Então morrerá aqui, pensou Daenerys, a menos que haja nele mais do que eu consigo ver.
— Ele ainda está lá dentro?
— A beber com os seus cavaleiros.
— Trazei-o até mim. Está na altura de conhecer os meus filhos.
Um clarão de dúvida passou pela longa, séria cara de Barristan Selmy.
— Às vossas ordens.
O seu rei estava a rir-se com Yurkhaz zo Yunzak e os outros senhores yunkaitas. Não parecia a Dany que lhe sentisse a falta, mas, pelo sim pelo não, instruiu as aias para lhe dizerem que estava a responder a um chamamento da natureza, no caso de perguntar por ela.
Sor Barristan estava à espera junto das escadas com o príncipe dor- nês. A cara quadrada de Martell estava corada. Demasiado vinho, concluiu a rainha, embora ele estivesse a fazer o seu melhor para o esconder. À exceção da fila de sóis de cobre que lhe ornamentavam o cinto, o dornês estava vestido com simplicidade. Chamam-lhe Sapo, recordou Dany. Conseguia ver porquê. Não era um homem bonito.
Sorriu.
— Meu príncipe. A descida é longa. Tendes a certeza de que quereis fazer isto?

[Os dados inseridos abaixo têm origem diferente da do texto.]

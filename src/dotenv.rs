//! 加载入口
//!
//! `DotEnv` 负责选择加载模式并持有最近一次使用的加载器；
//! 模块级的 `get`/`has`/`is`/`set` 面向进程环境，供需要全局访问的调用方使用。

use crate::core::{EnvStore, Loader, ProcessEnvStore, Validator};
use crate::error::Result;
use crate::types::{EnvValue, LoadMode, Variables};
use std::path::PathBuf;
use std::sync::Arc;

/// .env 加载入口
pub struct DotEnv {
    paths: Vec<PathBuf>,
    store: Arc<dyn EnvStore>,
    loader: Loader,
}

impl DotEnv {
    /// 使用进程环境作为存储
    pub fn new<I, P>(paths: I) -> Self
    where
        I: IntoIterator<Item = P>,
        P: Into<PathBuf>,
    {
        Self::with_store(paths, Arc::new(ProcessEnvStore::new()))
    }

    /// 使用指定存储
    pub fn with_store<I, P>(paths: I, store: Arc<dyn EnvStore>) -> Self
    where
        I: IntoIterator<Item = P>,
        P: Into<PathBuf>,
    {
        let paths: Vec<PathBuf> = paths.into_iter().map(Into::into).collect();
        let loader = Loader::with_mode(Vec::new(), LoadMode::Overload, store.clone());

        Self {
            paths,
            store,
            loader,
        }
    }

    /// 加载并设置变量，不覆盖已存在的变量
    ///
    /// # Errors
    ///
    /// 未加引号的值包含空白时返回 `EnvError::InvalidValue`。
    pub fn load(&mut self) -> Result<&mut Self> {
        self.run(LoadMode::Load)
    }

    /// 加载并设置变量，覆盖已存在的变量
    ///
    /// # Errors
    ///
    /// 同 [`DotEnv::load`]。
    pub fn overload(&mut self) -> Result<&mut Self> {
        self.run(LoadMode::Overload)
    }

    fn run(&mut self, mode: LoadMode) -> Result<&mut Self> {
        self.loader = Loader::with_mode(self.paths.clone(), mode, self.store.clone());
        tracing::debug!(mode = %mode, paths = self.paths.len(), "加载 env 文件");
        self.loader.load()?;
        Ok(self)
    }

    /// 返回全部解析结果；`mode` 为 `None` 时不写存储
    ///
    /// # Errors
    ///
    /// 同 [`DotEnv::load`]。
    pub fn to_array(&mut self, mode: Option<LoadMode>) -> Result<Variables> {
        self.loader = Loader::with_mode(self.paths.clone(), LoadMode::Overload, self.store.clone());
        self.loader.to_array(mode)
    }

    /// 校验必需变量 (构造时已检查存在性)
    ///
    /// # Errors
    ///
    /// 任一变量不存在时返回 `EnvError::ValidationFailed`。
    pub fn required<I, S>(&self, variables: I) -> Result<Validator<'_>>
    where
        I: IntoIterator<Item = S>,
        S: Into<String>,
    {
        Validator::new(variables, &self.loader)
    }

    /// 通过当前加载器设置变量 (同样经过规范化与覆盖策略)
    ///
    /// # Errors
    ///
    /// 未加引号的值包含空白时返回 `EnvError::InvalidValue`。
    pub fn set(&mut self, name: &str, value: &str) -> Result<()> {
        self.loader.set_variable(name, Some(value))
    }

    pub fn loader(&self) -> &Loader {
        &self.loader
    }

    pub fn store(&self) -> &Arc<dyn EnvStore> {
        &self.store
    }
}

// ==================== 进程环境快捷访问 ====================

/// 读取类型化值，不存在返回 `None`
pub fn get(name: &str) -> Option<EnvValue> {
    ProcessEnvStore.get(name)
}

/// 读取类型化值，不存在时返回默认值
pub fn get_or(name: &str, default: impl Into<EnvValue>) -> EnvValue {
    ProcessEnvStore.get_or(name, default.into())
}

/// 读取类型化值，不存在时调用 `default`
pub fn get_or_else<F>(name: &str, default: F) -> EnvValue
where
    F: FnOnce() -> EnvValue,
{
    ProcessEnvStore.get(name).unwrap_or_else(default)
}

/// 变量是否存在
pub fn has(name: &str) -> bool {
    ProcessEnvStore.has(name)
}

/// 变量存在且等于 `expected`
pub fn is(name: &str, expected: impl Into<EnvValue>) -> bool {
    ProcessEnvStore.is(name, &expected.into())
}

/// 规范化后写入进程环境 (覆盖已存在的值)
///
/// # Errors
///
/// 未加引号的值包含空白时返回 `EnvError::InvalidValue`。
pub fn set(name: &str, value: &str) -> Result<()> {
    let mut loader = Loader::with_mode(Vec::new(), LoadMode::Overload, Arc::new(ProcessEnvStore));
    loader.set_variable(name, Some(value))
}

#[cfg(test)]
mod tests {
    use super::*;
    use crate::core::MemoryEnvStore;
    use crate::error::EnvError;
    use std::fs;
    use tempfile::TempDir;

    fn fixture() -> TempDir {
        let temp_dir = TempDir::new().unwrap();
        fs::write(temp_dir.path().join(".env"), "ENVIRONMENT=live\n").unwrap();
        fs::write(
            temp_dir.path().join(".env.database"),
            "DB_HOST=localhost\nDB_NAME=test\nDB_USER=user\nDB_PASS=password\n",
        )
        .unwrap();
        temp_dir
    }

    #[test]
    fn test_load_directory_into_store() {
        let temp_dir = fixture();
        let store = Arc::new(MemoryEnvStore::new());

        let mut dotenv = DotEnv::with_store([temp_dir.path()], store.clone());
        dotenv.load().unwrap();

        assert!(store.is("ENVIRONMENT", &"live".into()));
        assert_eq!(store.get_variable("DB_PASS"), Some("password".to_string()));
        assert!(dotenv.loader().is_immutable());
    }

    #[test]
    fn test_required_after_load() {
        let temp_dir = fixture();
        let store = Arc::new(MemoryEnvStore::new());

        let mut dotenv = DotEnv::with_store([temp_dir.path()], store);
        dotenv.load().unwrap();

        assert!(dotenv.required(["DB_HOST", "DB_NAME"]).is_ok());

        let err = dotenv.required(["MISSING_A", "DB_HOST", "MISSING_B"]).err().unwrap();
        assert!(matches!(err, EnvError::ValidationFailed(ref items) if items.len() == 2));
        assert!(err.to_string().contains("MISSING_A is missing, MISSING_B is missing"));
    }

    #[test]
    fn test_to_array_modes() {
        let temp_dir = fixture();
        let database = temp_dir.path().join(".env.database");

        let store = Arc::new(MemoryEnvStore::new());
        let mut dotenv = DotEnv::with_store([&database], store.clone());
        let vars = dotenv.to_array(None).unwrap();
        assert_eq!(vars.len(), 4);
        assert!(store.is_empty());

        let vars = dotenv.to_array(LoadMode::parse("invalid")).unwrap();
        assert_eq!(vars.len(), 4);
        assert!(store.is_empty());

        dotenv.to_array(LoadMode::parse("load")).unwrap();
        assert_eq!(store.len(), 4);
    }

    #[test]
    fn test_set_normalizes_value() {
        let store = Arc::new(MemoryEnvStore::new());
        let mut dotenv = DotEnv::with_store(Vec::<PathBuf>::new(), store.clone());

        dotenv.set("CUSTOM_VARIABLE", "\"something's\"").unwrap();
        dotenv.set("CUSTOM_VARIABLE_2", "\"something's").unwrap();

        assert!(store.is("CUSTOM_VARIABLE", &"something's".into()));
        assert!(store.is("CUSTOM_VARIABLE_2", &"\"something's".into()));
        assert!(dotenv.required(["CUSTOM_VARIABLE"]).is_ok());
    }

    #[test]
    fn test_set_after_load_keeps_existing() {
        let temp_dir = fixture();
        let store = Arc::new(MemoryEnvStore::new());

        let mut dotenv = DotEnv::with_store([temp_dir.path().join(".env")], store.clone());
        dotenv.load().unwrap();
        dotenv.set("ENVIRONMENT", "local").unwrap();

        assert!(store.is("ENVIRONMENT", &"live".into()));
    }
}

— Se aprouver a Vossa Graça.
— Então vinde.
Um par de Imaculados desceu as escadas à frente deles, portando archotes; atrás vinham duas Feras de Bronze, uma mascarada de peixe, a outra de falcão. Mesmo ali, na sua pirâmide, naquela noite feliz de paz e celebração, Sor Barristan insistia em manter guardas à sua volta fosse ela para onde fosse. O pequeno grupo tez a longa descida em silêncio, parando três vezes ao longo do caminho a fim de recuperarem as forças.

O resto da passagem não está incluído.